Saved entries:

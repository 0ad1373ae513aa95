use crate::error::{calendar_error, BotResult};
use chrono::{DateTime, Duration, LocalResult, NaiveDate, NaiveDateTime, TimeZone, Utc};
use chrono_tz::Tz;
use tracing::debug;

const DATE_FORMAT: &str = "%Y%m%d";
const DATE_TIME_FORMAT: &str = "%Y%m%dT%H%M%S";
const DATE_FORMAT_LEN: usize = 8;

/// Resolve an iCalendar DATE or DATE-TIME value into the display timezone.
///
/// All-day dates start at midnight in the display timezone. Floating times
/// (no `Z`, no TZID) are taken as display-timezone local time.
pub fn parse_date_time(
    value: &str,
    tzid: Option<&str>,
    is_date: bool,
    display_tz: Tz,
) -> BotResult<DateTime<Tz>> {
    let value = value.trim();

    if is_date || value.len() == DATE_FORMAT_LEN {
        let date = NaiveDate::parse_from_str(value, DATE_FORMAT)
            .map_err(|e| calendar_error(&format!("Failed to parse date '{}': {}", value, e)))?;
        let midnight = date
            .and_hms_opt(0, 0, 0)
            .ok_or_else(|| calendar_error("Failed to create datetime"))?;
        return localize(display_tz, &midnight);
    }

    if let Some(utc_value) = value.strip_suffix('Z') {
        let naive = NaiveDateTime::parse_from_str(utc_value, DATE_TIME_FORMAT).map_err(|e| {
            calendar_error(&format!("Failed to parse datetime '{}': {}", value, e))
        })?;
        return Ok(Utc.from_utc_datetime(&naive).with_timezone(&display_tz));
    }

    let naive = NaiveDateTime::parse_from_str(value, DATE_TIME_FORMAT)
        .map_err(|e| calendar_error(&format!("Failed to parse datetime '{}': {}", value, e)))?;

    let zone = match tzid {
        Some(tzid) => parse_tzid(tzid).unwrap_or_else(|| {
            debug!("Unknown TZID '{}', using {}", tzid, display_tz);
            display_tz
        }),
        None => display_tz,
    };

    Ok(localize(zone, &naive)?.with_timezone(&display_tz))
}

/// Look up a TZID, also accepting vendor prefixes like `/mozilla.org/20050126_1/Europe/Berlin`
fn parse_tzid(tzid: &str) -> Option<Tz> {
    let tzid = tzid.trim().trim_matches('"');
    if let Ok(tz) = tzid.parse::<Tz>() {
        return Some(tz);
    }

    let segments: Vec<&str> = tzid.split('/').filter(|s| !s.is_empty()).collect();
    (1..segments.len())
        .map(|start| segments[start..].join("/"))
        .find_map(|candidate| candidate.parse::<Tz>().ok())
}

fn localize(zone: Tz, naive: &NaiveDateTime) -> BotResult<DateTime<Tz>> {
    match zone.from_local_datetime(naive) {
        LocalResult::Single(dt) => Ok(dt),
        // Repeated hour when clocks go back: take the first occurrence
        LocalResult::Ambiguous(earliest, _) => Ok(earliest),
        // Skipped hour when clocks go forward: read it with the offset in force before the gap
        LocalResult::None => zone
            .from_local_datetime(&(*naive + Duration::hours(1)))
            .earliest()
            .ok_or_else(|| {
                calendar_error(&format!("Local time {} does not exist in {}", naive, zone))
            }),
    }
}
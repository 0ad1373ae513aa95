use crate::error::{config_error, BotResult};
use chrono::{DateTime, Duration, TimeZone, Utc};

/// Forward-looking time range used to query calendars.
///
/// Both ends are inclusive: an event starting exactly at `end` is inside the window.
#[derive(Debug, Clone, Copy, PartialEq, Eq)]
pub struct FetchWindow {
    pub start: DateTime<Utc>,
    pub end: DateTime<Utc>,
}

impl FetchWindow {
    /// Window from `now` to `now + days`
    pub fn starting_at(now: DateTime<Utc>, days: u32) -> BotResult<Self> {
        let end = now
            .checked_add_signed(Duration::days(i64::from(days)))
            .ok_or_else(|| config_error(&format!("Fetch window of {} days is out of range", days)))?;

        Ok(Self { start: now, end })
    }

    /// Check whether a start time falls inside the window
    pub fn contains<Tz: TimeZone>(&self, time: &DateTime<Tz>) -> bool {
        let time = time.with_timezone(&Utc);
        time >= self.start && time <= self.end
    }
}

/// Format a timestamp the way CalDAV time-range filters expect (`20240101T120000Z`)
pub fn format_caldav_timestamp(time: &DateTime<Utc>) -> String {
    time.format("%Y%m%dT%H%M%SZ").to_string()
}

- [Required action]:
Where does the string "LocalResult" occur in the data above? Copy every line that holds it.

- [Written answer]:
use chrono::{DateTime, Duration, LocalResult, NaiveDate, NaiveDateTime, TimeZone, Utc};
        LocalResult::Single(dt) => Ok(dt),
        LocalResult::Ambiguous(earliest, _) => Ok(earliest),
        LocalResult::None => zone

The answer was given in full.